[quote=“ScottMears”]
[quote=“kesh”]
There are a few Apolcalpse (of the Marvel genera) wannabes of philosophy/intelligence here. Its generally alot more synaptically stimulating to follow up a verbal attack with a visualized fight. It’d be great to put philsophers into a kinda Marvel chaotic final battle for superiority scenerio: you’d get the ancient big three of Soc, Plat, Arist who’s world and lives are so… old and different its hard to imagine, it’s even harder to imagine that people will one day think the same of ‘our times’ etc. Those guys’d be massive. Then theres your Descartes, Locke, Spinoza, Leibniz, Berkeley, Hume, and Kant. D, S and K been the central role characters with a love affair thrown in for the ladies. And then, oh no! Hegel (who’d be wearing a cloak). Then would come Team Existential: Kierk, Niet, Sat and there allies. Marx joining with a big hammer. Heid, Witt, Russ and co the type that run up throw a bunch and run for safety. Add a few others i’ve missed into the mix and woooooooo!
Who’d come out the blood covered exhausted champ?
Kant would totally dominate.
Perhaps next to Ric Flair, Kant is the greatest philosophical mind the West has produced. I’ve struggled through the Critique of Pure Reason, but needed secondary sources to “get him”, to the extent that I do. His formulation of the categorical imperative as part of our moral “furniture” is confirmed by many current schools of cognitive neuroscience. Most biopsychologists agree that an innate “moral grammar” as well as precepts such as causation or number are part of our genetic inheritance.
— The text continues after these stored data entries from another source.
use axum::http::StatusCode;
use axum::response::{IntoResponse, Response};
use thiserror::Error;

/// Main error type for the application.
#[derive(Error, Debug)]
pub enum AppError {
    /// Resource not found error.
    #[error("Not found: {0}")]
    NotFound(String),

    /// Authentication failure (unknown or missing device token).
    #[error("Unauthorized: {0}")]
    Unauthorized(String),

    /// Invalid request data.
    #[error("Invalid request: {0}")]
    InvalidRequest(String),

    /// I/O error.
    #[error("IO error: {0}")]
    Io(#[from] std::io::Error),

    /// Configuration error.
    #[error("Configuration error: {0}")]
    Config(String),

    /// Internal server error.
    #[error("Internal error: {0}")]
    Internal(String),
}

impl IntoResponse for AppError {
    fn into_response(self) -> Response {
        let status = match &self {
            AppError::NotFound(_) => StatusCode::NOT_FOUND,
            AppError::Unauthorized(_) => StatusCode::UNAUTHORIZED,
            AppError::InvalidRequest(_) => StatusCode::BAD_REQUEST,
            AppError::Config(_) => StatusCode::INTERNAL_SERVER_ERROR,
            _ => StatusCode::INTERNAL_SERVER_ERROR,
        };

        tracing::error!(error = %self, "Request error");

        (status, self.to_string()).into_response()
    }
}

/// Result type alias for the application.
pub type Result<T> = std::result::Result<T, AppError>;
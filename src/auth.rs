//! Device authentication.
//!
//! Kobo devices cannot present credentials interactively, so each user gets
//! a per-device token embedded in the API path. The token is the sole
//! authentication factor.

use crate::db::{Database, User};
use crate::error::{AppError, Result};
use base64::{Engine, engine::general_purpose::URL_SAFE_NO_PAD};
use rand::Rng;

/// Generate a secure random device token.
pub fn generate_token() -> String {
    let mut bytes = [0u8; 32];
    rand::rng().fill_bytes(&mut bytes);
    URL_SAFE_NO_PAD.encode(bytes)
}

/// Resolve the user behind a device token from the request path.
pub fn authenticate_device(db: &Database, token: &str) -> Result<User> {
    db.get_user_by_token(token)?
        .ok_or_else(|| AppError::Unauthorized("Unknown device token".to_string()))
}

#[cfg(test)]
mod tests {
    use super::*;

    #[test]
    fn test_generate_token() {
        let token1 = generate_token();
        let token2 = generate_token();

        assert_eq!(token1.len(), 43); // Base64 of 32 bytes
        assert_ne!(token1, token2);
    }

    #[test]
    fn test_unknown_token_is_unauthorized() {
        let db = Database::open_memory().unwrap();
        let err = authenticate_device(&db, "no-such-token").unwrap_err();
        assert!(matches!(err, AppError::Unauthorized(_)));
    }
}
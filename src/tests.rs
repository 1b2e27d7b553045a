use crate::db::{self, Book, Database, ReadingState, Shelf, User};
use crate::sync::resolver::BookChange;
use crate::sync::{self, SyncContext, SyncExchange, SyncItem, SyncToken};
use chrono::{DateTime, Duration, TimeZone, Utc};
use std::collections::HashSet;

fn test_db() -> Database {
    Database::open_memory().unwrap()
}

fn ts(offset_secs: i64) -> DateTime<Utc> {
    Utc.with_ymd_and_hms(2024, 1, 1, 0, 0, 0).unwrap() + Duration::seconds(offset_secs)
}

fn create_user(db: &Database, name: &str, shelves_only: bool) -> User {
    let user = User {
        id: 0,
        name: name.to_string(),
        device_token: format!("token-{}", name),
        shelves_only_sync: shelves_only,
        created_at: ts(0),
    };
    db.create_user(&user).unwrap();
    db.get_user_by_name(name).unwrap().unwrap()
}

fn add_book_at(db: &Database, title: &str, last_modified: DateTime<Utc>) -> Book {
    let book = Book {
        id: 0,
        uuid: format!("uuid-{}", title),
        title: title.to_string(),
        author: None,
        created_at: last_modified,
        last_modified,
        archived: false,
    };
    let id = db.add_book(&book).unwrap();
    db.get_book(id).unwrap().unwrap()
}

/// Seed `count` books with strictly increasing last_modified.
fn seed_books(db: &Database, count: usize) -> Vec<Book> {
    (0..count)
        .map(|i| add_book_at(db, &format!("book-{}", i), ts(i as i64 * 60)))
        .collect()
}

fn create_shelf(db: &Database, user_id: i64, name: &str, kobo_sync: bool) -> Shelf {
    let shelf = Shelf {
        id: 0,
        user_id,
        uuid: format!("shelf-{}", name),
        name: name.to_string(),
        kobo_sync,
        created: ts(0),
        last_modified: ts(0),
    };
    let id = db.create_shelf(&shelf).unwrap();
    db.get_shelf_by_uuid(&shelf.uuid).unwrap().unwrap();
    Shelf { id, ..shelf }
}

fn ctx(user: &User, page_limit: usize) -> SyncContext {
    SyncContext {
        user_id: user.id,
        only_subscribed_shelves: user.shelves_only_sync,
        page_limit,
    }
}

fn run(db: &Database, ctx: &SyncContext, token: SyncToken) -> SyncExchange {
    sync::run_sync(db, ctx, token).unwrap()
}

/// Entitlement ids (book uuids) in delivery order, skipping reading states.
fn entitlement_ids(items: &[SyncItem]) -> Vec<String> {
    items
        .iter()
        .filter_map(|item| match item {
            SyncItem::NewEntitlement(p) | SyncItem::ChangedEntitlement(p) => {
                Some(p.book_entitlement.id.clone())
            }
            SyncItem::ChangedReadingState(_) => None,
        })
        .collect()
}

fn new_count(items: &[SyncItem]) -> usize {
    items
        .iter()
        .filter(|item| matches!(item, SyncItem::NewEntitlement(_)))
        .count()
}

fn changed_count(items: &[SyncItem]) -> usize {
    items
        .iter()
        .filter(|item| matches!(item, SyncItem::ChangedEntitlement(_)))
        .count()
}

// ========== FULL-CATALOG SYNC ==========

#[test]
fn first_sync_delivers_all_books_as_new() {
    let db = test_db();
    let user = create_user(&db, "alice", false);
    let books = seed_books(&db, 3);

    let exchange = run(&db, &ctx(&user, 100), SyncToken::default());

    assert_eq!(new_count(&exchange.items), 3);
    assert!(!exchange.continuation);
    let ids = entitlement_ids(&exchange.items);
    assert_eq!(ids, books.iter().map(|b| b.uuid.clone()).collect::<Vec<_>>());

    let ledger = db.synced_book_ids(user.id).unwrap();
    assert_eq!(ledger.len(), 3);
}

#[test]
fn second_sync_with_returned_token_is_quiescent() {
    let db = test_db();
    let user = create_user(&db, "alice", false);
    seed_books(&db, 3);

    let first = run(&db, &ctx(&user, 100), SyncToken::default());
    let second = run(&db, &ctx(&user, 100), first.token);

    assert!(second.items.is_empty());
    assert!(!second.continuation);
}
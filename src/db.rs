mod schema;

pub use schema::Database;

use chrono::{DateTime, NaiveDateTime, Utc};
use serde::{Deserialize, Serialize};

/// Catalog book entry.
///
/// `id` is the stable, monotonically assigned pagination key; `uuid` is the
/// identifier exposed to devices.
#[derive(Debug, Clone, Serialize, Deserialize)]
pub struct Book {
    /// Row id, assigned by the database.
    pub id: i64,
    /// External identifier sent to devices.
    pub uuid: String,
    /// Book title.
    pub title: String,
    /// Primary author.
    pub author: Option<String>,
    /// Creation timestamp.
    pub created_at: DateTime<Utc>,
    /// Last metadata modification timestamp.
    pub last_modified: DateTime<Utc>,
    /// Whether the book has been archived (removed from devices).
    pub archived: bool,
}

/// User shelf (collection).
#[derive(Debug, Clone, Serialize, Deserialize)]
pub struct Shelf {
    /// Row id.
    pub id: i64,
    /// Owning user id.
    pub user_id: i64,
    /// External identifier.
    pub uuid: String,
    /// Shelf name.
    pub name: String,
    /// Whether this shelf is synced to Kobo devices.
    pub kobo_sync: bool,
    /// Creation timestamp.
    pub created: DateTime<Utc>,
    /// Last modification timestamp.
    pub last_modified: DateTime<Utc>,
}

/// Membership of a book on a shelf.
#[derive(Debug, Clone)]
pub struct ShelfBook {
    /// Shelf row id.
    pub shelf_id: i64,
    /// Book row id.
    pub book_id: i64,
    /// When the book was added to the shelf.
    pub date_added: DateTime<Utc>,
}

/// Per-user reading state for a book.
#[derive(Debug, Clone, Serialize, Deserialize)]
pub struct ReadingState {
    /// User row id.
    pub user_id: i64,
    /// Book row id.
    pub book_id: i64,
    /// Last modification timestamp.
    pub last_modified: DateTime<Utc>,
    /// Reading progress (0.0 - 100.0), None if never reported.
    pub progress_percent: Option<f64>,
    /// Source-level progress (e.g. page-based), None if never reported.
    pub content_source_progress_percent: Option<f64>,
    /// Bookmark location value (e.g. a spine position).
    pub location_value: Option<String>,
    /// Bookmark location type (e.g. "KoboSpan").
    pub location_type: Option<String>,
    /// Bookmark location source.
    pub location_source: Option<String>,
}

/// User account with a device token.
#[derive(Debug, Clone, Serialize, Deserialize)]
pub struct User {
    /// Row id.
    pub id: i64,
    /// Username.
    pub name: String,
    /// Token embedded in device request paths.
    #[serde(skip_serializing)]
    pub device_token: String,
    /// Sync only books on kobo_sync shelves instead of the whole catalog.
    pub shelves_only_sync: bool,
    /// Account creation timestamp.
    pub created_at: DateTime<Utc>,
}

/// Current time, truncated to microsecond precision.
///
/// Everything downstream (stored text, sync token epoch values) carries at
/// most microseconds, so truncating here keeps in-memory timestamps equal to
/// their stored/round-tripped counterparts.
pub fn now() -> DateTime<Utc> {
    DateTime::from_timestamp_micros(Utc::now().timestamp_micros()).unwrap_or(DateTime::UNIX_EPOCH)
}

/// Parse a stored timestamp into a canonical UTC instant.
///
/// SQLite columns hold text in `YYYY-MM-DD HH:MM:SS[.ffffff]` form, sometimes
/// with a trailing `+00:00` or `Z` suffix and sometimes with a `T` separator.
/// All variants of the same instant must compare equal, so every row passes
/// through here before any comparison. Unparseable values fall back to the
/// Unix epoch (treated as "always eligible" rather than failing the request).
pub fn parse_timestamp(raw: &str) -> DateTime<Utc> {
    let mut value = raw.trim();
    for suffix in ["+00:00", "+0000", "Z"] {
        if let Some(stripped) = value.strip_suffix(suffix) {
            value = stripped.trim_end();
            break;
        }
    }
    let normalized = value.replace('T', " ");

    NaiveDateTime::parse_from_str(&normalized, "%Y-%m-%d %H:%M:%S%.f")
        .map(|naive| naive.and_utc())
        .unwrap_or(DateTime::UNIX_EPOCH)
}

/// Format a timestamp for storage.
///
/// Written with the `+00:00` suffix, matching what upstream library managers
/// put into the same columns; `parse_timestamp` strips it again on read.
pub fn format_timestamp(ts: DateTime<Utc>) -> String {
    ts.format("%Y-%m-%d %H:%M:%S%.6f+00:00").to_string()
}
use crate::db::*;
use crate::error::{AppError, Result};
use chrono::{DateTime, Utc};
use parking_lot::Mutex;
use rusqlite::{Connection, OptionalExtension, params};
use std::collections::HashSet;
use std::path::Path;
use std::sync::Arc;

/// Database wrapper for thread-safe access.
#[derive(Clone)]
pub struct Database {
    conn: Arc<Mutex<Connection>>,
}
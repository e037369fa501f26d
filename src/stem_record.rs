use std::fmt;
use std::str::FromStr;

use thiserror::Error;

use super::pos::{PosErr, PrimaryPos};

pub const SEPARATOR: char = '_';

/// A lemma, or the surface form of an unresolved word, paired with its tag.
#[derive(Clone, Debug, PartialEq, Eq, Hash)]
pub struct StemRecord {
  pub text: String,
  pub pos: PrimaryPos,
}

#[derive(Error, Debug)]
pub enum StemRecordErr {
  #[error("`{0}` has no tag separator")]
  MissingSeparatorErr(String),
  #[error("{0}")]
  PosErr(#[from] PosErr),
}

impl StemRecord {
  pub fn new<S: Into<String>>(text: S, pos: PrimaryPos) -> StemRecord {
    StemRecord {
      text: text.into(),
      pos,
    }
  }
}

impl fmt::Display for StemRecord {
  fn fmt(&self, f: &mut fmt::Formatter<'_>) -> fmt::Result {
    write!(f, "{}{}{}", self.text, SEPARATOR, self.pos)
  }
}

/// Tags never contain the separator, so the last one splits text from tag.
impl FromStr for StemRecord {
  type Err = StemRecordErr;
  fn from_str(s: &str) -> Result<Self, Self::Err> {
    match s.rfind(SEPARATOR) {
      Some(index) => Ok(StemRecord::new(
        &s[..index],
        s[index + SEPARATOR.len_utf8()..].parse::<PrimaryPos>()?,
      )),
      None => Err(StemRecordErr::MissingSeparatorErr(s.to_string())),
    }
  }
}

pub fn join_stems(stems: &[StemRecord]) -> String {
  stems
    .iter()
    .map(|s| s.to_string())
    .collect::<Vec<String>>()
    .join(" ")
}
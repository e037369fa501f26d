use std::fs;
use std::io::Error as IOError;
use std::path::Path;
use std::string::FromUtf8Error;
use std::sync::Arc;

use log::{debug, info};
use thiserror::Error;

use super::analyzer::{AnalyzeSentence, LexiconAnalyzer};
use super::config::{Config, ConfigErr};
use super::disambiguator::{Disambiguate, MarkovDisambiguator};
use super::lexicon::{Lexicon, LexiconErr};
use super::pos::PrimaryPos;
use super::segmenter::{SegmentSentences, SegmenterErr, SimpleSentenceBoundaryDetector};
use super::sentence::SentenceParse;
use super::stem_record::StemRecord;
use super::transition::{TransitionErr, TransitionMatrix};

#[derive(Error, Debug)]
pub enum StemmerErr {
  #[error("{0}")]
  IOError(#[from] IOError),
  #[error("{0}")]
  FromUtf8Error(#[from] FromUtf8Error),
  #[error("{0}")]
  ConfigErr(#[from] ConfigErr),
  #[error("{0}")]
  LexiconErr(#[from] LexiconErr),
  #[error("{0}")]
  TransitionErr(#[from] TransitionErr),
  #[error("{0}")]
  SegmenterErr(#[from] SegmenterErr),
}

/// Stems of one disambiguated sentence, in token order.
///
/// Only the top ranked parse of a token is looked at. Punctuation is dropped,
/// unknown words keep their surface form and tokens without parses are skipped.
pub fn extract_stems(sentence: &SentenceParse) -> Vec<StemRecord> {
  sentence
    .iter()
    .filter_map(|token| {
      let parse = token.best_parse()?;
      match parse.primary_pos {
        PrimaryPos::Punctuation => None,
        PrimaryPos::Unknown => Some(StemRecord::new(
          token.surface.as_str(),
          PrimaryPos::Unknown,
        )),
        pos => Some(StemRecord::new(parse.lemma.as_str(), pos)),
      }
    })
    .collect()
}

const BYTE_ORDER_MARK: char = '\u{feff}';

/// Strict UTF-8. A leading byte order mark is dropped.
pub fn read_file_to_string<P: AsRef<Path>>(path: P) -> Result<String, StemmerErr> {
  let text = String::from_utf8(fs::read(path)?)?;
  match text.strip_prefix(BYTE_ORDER_MARK) {
    Some(stripped) => Ok(stripped.to_string()),
    None => Ok(text),
  }
}

/// Segmenter, analyzer and disambiguator chained into one service. Built once
/// and shared across files.
pub struct Stemmer {
  segmenter: Arc<dyn SegmentSentences>,
  analyzer: Arc<dyn AnalyzeSentence>,
  disambiguator: Arc<dyn Disambiguate>,
}

impl Stemmer {
  pub fn new(
    segmenter: Arc<dyn SegmentSentences>,
    analyzer: Arc<dyn AnalyzeSentence>,
    disambiguator: Arc<dyn Disambiguate>,
  ) -> Stemmer {
    Stemmer {
      segmenter,
      analyzer,
      disambiguator,
    }
  }
  pub fn setup(config: &Config) -> Result<Stemmer, StemmerErr> {
    let mut lexicon = Lexicon::default();
    for path in config.lexicon_paths()? {
      lexicon.read_lexicon(&path)?;
    }
    info!("{} lexicon entries", lexicon.len());

    let mut transitions = TransitionMatrix::default();
    if let Some(path) = config.transition_path() {
      transitions.read_transition_definition(&path)?;
      info!("{} transitions", transitions.len());
    }

    let mut segmenter = SimpleSentenceBoundaryDetector::default();
    if let Some(path) = config.abbreviation_path() {
      segmenter.read_abbreviations(&path)?;
    }

    Ok(Stemmer::new(
      Arc::new(segmenter),
      Arc::new(LexiconAnalyzer::new(lexicon)),
      Arc::new(MarkovDisambiguator::new(transitions)),
    ))
  }
  pub fn get_sentences(&self, text: &str) -> Vec<String> {
    self.segmenter.get_sentences(text)
  }
  pub fn sentence_stems(&self, sentence: &str) -> Vec<StemRecord> {
    let parse = self.analyzer.parse(sentence);
    let parse = self.disambiguator.disambiguate(&parse);
    debug!(
      "{} tokens, {} ambiguous: {}",
      parse.len(),
      parse.ambiguous_count(),
      sentence
    );
    extract_stems(&parse)
  }
  pub fn stems<T: AsRef<str>>(&self, text: T) -> Vec<StemRecord> {
    self
      .get_sentences(text.as_ref())
      .iter()
      .flat_map(|sentence| self.sentence_stems(sentence))
      .collect()
  }
  pub fn stems_from_path<P: AsRef<Path>>(&self, path: P) -> Result<Vec<StemRecord>, StemmerErr> {
    Ok(self.stems(read_file_to_string(path)?))
  }
}

#[cfg(test)]
mod tests {
  use super::*;
  use crate::morph_parse::MorphParse;
  use crate::sentence::Token;
  use crate::stem_record::join_stems;
  use std::collections::HashMap;
  use std::fs::{create_dir_all, remove_dir_all, write};
  use std::path::PathBuf;

  struct DictionaryAnalyzer {
    words: HashMap<&'static str, (&'static str, PrimaryPos)>,
  }

  impl AnalyzeSentence for DictionaryAnalyzer {
    fn parse(&self, sentence: &str) -> SentenceParse {
      let tokens = sentence
        .split_whitespace()
        .flat_map(|word| {
          let mut tokens = vec![];
          let (word, period) = match word.strip_suffix('.') {
            Some(w) => (w, true),
            None => (word, false),
          };
          let parse = match self.words.get(word) {
            Some((lemma, pos)) => MorphParse::new(*lemma, *pos, word, 0),
            None => MorphParse::unknown(word),
          };
          tokens.push(Token::new(word, vec![parse]));
          if period {
            tokens.push(Token::new(
              ".",
              vec![MorphParse::new(".", PrimaryPos::Punctuation, ".", 0)],
            ));
          }
          tokens
        })
        .collect();
      SentenceParse::new(sentence, tokens)
    }
  }

  struct KeepOrder;

  impl Disambiguate for KeepOrder {
    fn disambiguate(&self, sentence: &SentenceParse) -> SentenceParse {
      sentence.clone()
    }
  }

  fn build_stemmer() -> Stemmer {
    let mut words = HashMap::new();
    words.insert("Ali", ("Ali", PrimaryPos::Noun));
    words.insert("eve", ("ev", PrimaryPos::Noun));
    words.insert("gitti", ("git", PrimaryPos::Verb));
    words.insert("geldi", ("gel", PrimaryPos::Verb));
    Stemmer::new(
      Arc::new(SimpleSentenceBoundaryDetector::default()),
      Arc::new(DictionaryAnalyzer { words }),
      Arc::new(KeepOrder),
    )
  }

  fn parse(lemma: &str, pos: PrimaryPos, surface: &str) -> MorphParse {
    MorphParse::new(lemma, pos, surface, 0)
  }

  fn resources_test_dir(name: &str) -> PathBuf {
    let dir = std::env::temp_dir()
      .join("corpus_stemmer_test")
      .join(name);
    create_dir_all(&dir).unwrap();
    dir
  }

  #[test]
  fn test_extract_stems() {
    let sentence = SentenceParse::new(
      "Ali eve gitti.",
      vec![
        Token::new("Ali", vec![parse("Ali", PrimaryPos::Noun, "Ali")]),
        Token::new("eve", vec![parse("ev", PrimaryPos::Noun, "eve")]),
        Token::new("gitti", vec![parse("git", PrimaryPos::Verb, "gitti")]),
        Token::new(".", vec![parse(".", PrimaryPos::Punctuation, ".")]),
      ],
    );
    let stems = extract_stems(&sentence);
    assert_eq!(
      vec!["Ali_Noun", "ev_Noun", "git_Verb"],
      stems.iter().map(|s| s.to_string()).collect::<Vec<_>>()
    );
    assert!(stems.len() < sentence.len());
  }

  #[test]
  fn test_extract_stems_uses_only_top_parse() {
    let sentence = SentenceParse::new(
      "yüz",
      vec![Token::new(
        "yüz",
        vec![
          parse("yüz", PrimaryPos::Verb, "yüz"),
          parse("yüz", PrimaryPos::Punctuation, "yüz"),
          parse("yüz", PrimaryPos::Noun, "yüz"),
        ],
      )],
    );
    assert_eq!(
      vec![StemRecord::new("yüz", PrimaryPos::Verb)],
      extract_stems(&sentence)
    );
  }

  #[test]
  fn test_extract_stems_unknown_uses_surface() {
    let sentence = SentenceParse::new(
      "Schwarzenegger geldi",
      vec![
        Token::new("Schwarzenegger", vec![MorphParse::unknown("Schwarzenegger")]),
        Token::new("geldi", vec![parse("gel", PrimaryPos::Verb, "geldi")]),
      ],
    );
    assert_eq!(
      vec![
        StemRecord::new("Schwarzenegger", PrimaryPos::Unknown),
        StemRecord::new("gel", PrimaryPos::Verb),
      ],
      extract_stems(&sentence)
    );
  }

  #[test]
  fn test_extract_stems_skips_tokens_without_parses() {
    let sentence = SentenceParse::new(
      "a , b",
      vec![
        Token::new("a", vec![parse("a", PrimaryPos::Noun, "a")]),
        Token::new(",", vec![]),
        Token::new("b", vec![parse("b", PrimaryPos::Adjective, "b")]),
      ],
    );
    assert_eq!("a_Noun b_Adj", join_stems(&extract_stems(&sentence)));
    assert!(extract_stems(&SentenceParse::default()).is_empty());
  }

  #[test]
  fn test_extract_stems_without_punctuation_keeps_every_token() {
    let sentence = SentenceParse::new(
      "eve gitti",
      vec![
        Token::new("eve", vec![parse("ev", PrimaryPos::Noun, "eve")]),
        Token::new("gitti", vec![parse("git", PrimaryPos::Verb, "gitti")]),
      ],
    );
    assert_eq!(sentence.len(), extract_stems(&sentence).len());
  }

  #[test]
  fn test_stems_concatenates_sentences() {
    let stemmer = build_stemmer();
    assert_eq!(
      "Ali_Noun ev_Noun git_Verb Ali_Noun gel_Verb",
      join_stems(&stemmer.stems("Ali eve gitti. Ali geldi."))
    );
    assert_eq!(
      "Ali_Noun Schwarzenegger_Unk",
      join_stems(&stemmer.stems("Ali Schwarzenegger."))
    );
    assert!(stemmer.stems("").is_empty());
  }

  #[test]
  fn test_stems_from_path() {
    let dir = resources_test_dir("stemmer_read");
    let path = dir.join("input.txt");
    write(&path, "Ali eve gitti.").unwrap();
    let stems = build_stemmer().stems_from_path(&path).unwrap();
    assert_eq!("Ali_Noun ev_Noun git_Verb", join_stems(&stems));

    let with_bom = dir.join("bom.txt");
    write(&with_bom, "\u{feff}Ali geldi.").unwrap();
    assert_eq!("Ali geldi.", read_file_to_string(&with_bom).unwrap());

    let invalid = dir.join("invalid.txt");
    write(&invalid, vec![0xffu8, 0xfe, 0x41]).unwrap();
    match build_stemmer().stems_from_path(&invalid) {
      Ok(_) => panic!("should throw decode error"),
      Err(StemmerErr::FromUtf8Error(_)) => (),
      Err(err) => panic!("unexpected error {}", err),
    }
    remove_dir_all(dir).unwrap();
  }

  #[test]
  fn test_setup_with_default_resources() {
    let dir = resources_test_dir("stemmer_setup");
    let config = Config::setup(None, Some(dir.to_str().unwrap())).unwrap();
    let stemmer = Stemmer::setup(&config).unwrap();
    assert_eq!(
      "Ali_Noun ev_Noun git_Verb Schwarzenegger_Unk gel_Verb",
      join_stems(&stemmer.stems("Ali eve gitti. Schwarzenegger geldi."))
    );
    assert_eq!(
      "Dr_Unk Ahmet_Noun okul_Noun git_Verb",
      join_stems(&stemmer.stems("Dr. Ahmet okula gitti."))
    );
    assert_eq!(
      "cafe\u{301}_Unk gel_Verb",
      join_stems(&stemmer.stems("cafe\u{301} geldi."))
    );
    assert_eq!(
      "Ali_Noun gel_Verb",
      join_stems(&stemmer.stems("\u{feff}Ali geldi."))
    );
    remove_dir_all(dir).unwrap();
  }
}
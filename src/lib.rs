//! ```no_run
//! use corpus_stemmer::prelude::*;
//!
//! let config = Config::setup(None, None).unwrap();
//! let stemmer = Stemmer::setup(&config).unwrap();
//!
//! // lemma_POS per token, punctuation dropped, unknown words keep their surface
//! let stems: Vec<String> = stemmer
//!   .stems("Ali eve gitti. Schwarzenegger geldi.")
//!   .iter()
//!   .map(|s| s.to_string())
//!   .collect();
//! println!("{}", stems.join(" "));
//! // => Ali_Noun ev_Noun git_Verb Schwarzenegger_Unk gel_Verb
//!
//! // Whole corpus: one comparison report next to the directory
//! let summary = CorpusDriver::new(&stemmer, OutputMode::SingleFile)
//!   .run("data/corpus")
//!   .unwrap();
//! println!("{:?}", summary.outputs);
//! // => ["data/zemberek_comparison.txt"]
//! ```

#![crate_name = "corpus_stemmer"]

pub mod analyzer;
pub mod config;
pub mod corpus;
pub mod disambiguator;
pub mod lexicon;
pub mod morph_parse;
pub mod pos;
mod resources;
pub mod segmenter;
pub mod sentence;
pub mod stem_record;
pub mod stemmer;
pub mod transition;

pub mod prelude {
  pub use crate::config::Config;
  pub use crate::corpus::{CorpusDriver, OutputMode};
  pub use crate::stem_record::StemRecord;
  pub use crate::stemmer::Stemmer;
}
Some of Kant’s conclusions don’t withstand the findings of many cognitive scientists. Lakoff and Johnson in “Philosophy in the Flesh” find that contrary to Kant’s views of autonomy and rationality, we are greatly constrained in the way we can think, pointing to the power of the “cognitive unconscious” which is acknowledged to largely govern how we can think and how we can conceive of the world. (p.537)“Our unconscious conceptual systems, which structure the cognitive unconscious, limit how we can think and guarantee that we could not possibly have the kind of autonomy that Kant ascribed to us.”
All foundational and evaluative questions lead back to Kant, who addressed all the questions and set the table for thinkers to the time we post.
In a "Pre-Postmodern Royal Rumble, Russell may have an unfair advantage because he lived much too long. But Kant saved science from Hume’s destruction of causation, and without science these posts and this forum wouldn’t be here. Kant, just before dying of cerebral exhaustion, throws a 99 year old Russell over the top rope. It isn’t necessary, Russell dies, when realizing his solution to the “Liar Paradox” has been rejected by a peer review at ILovePhilosophy.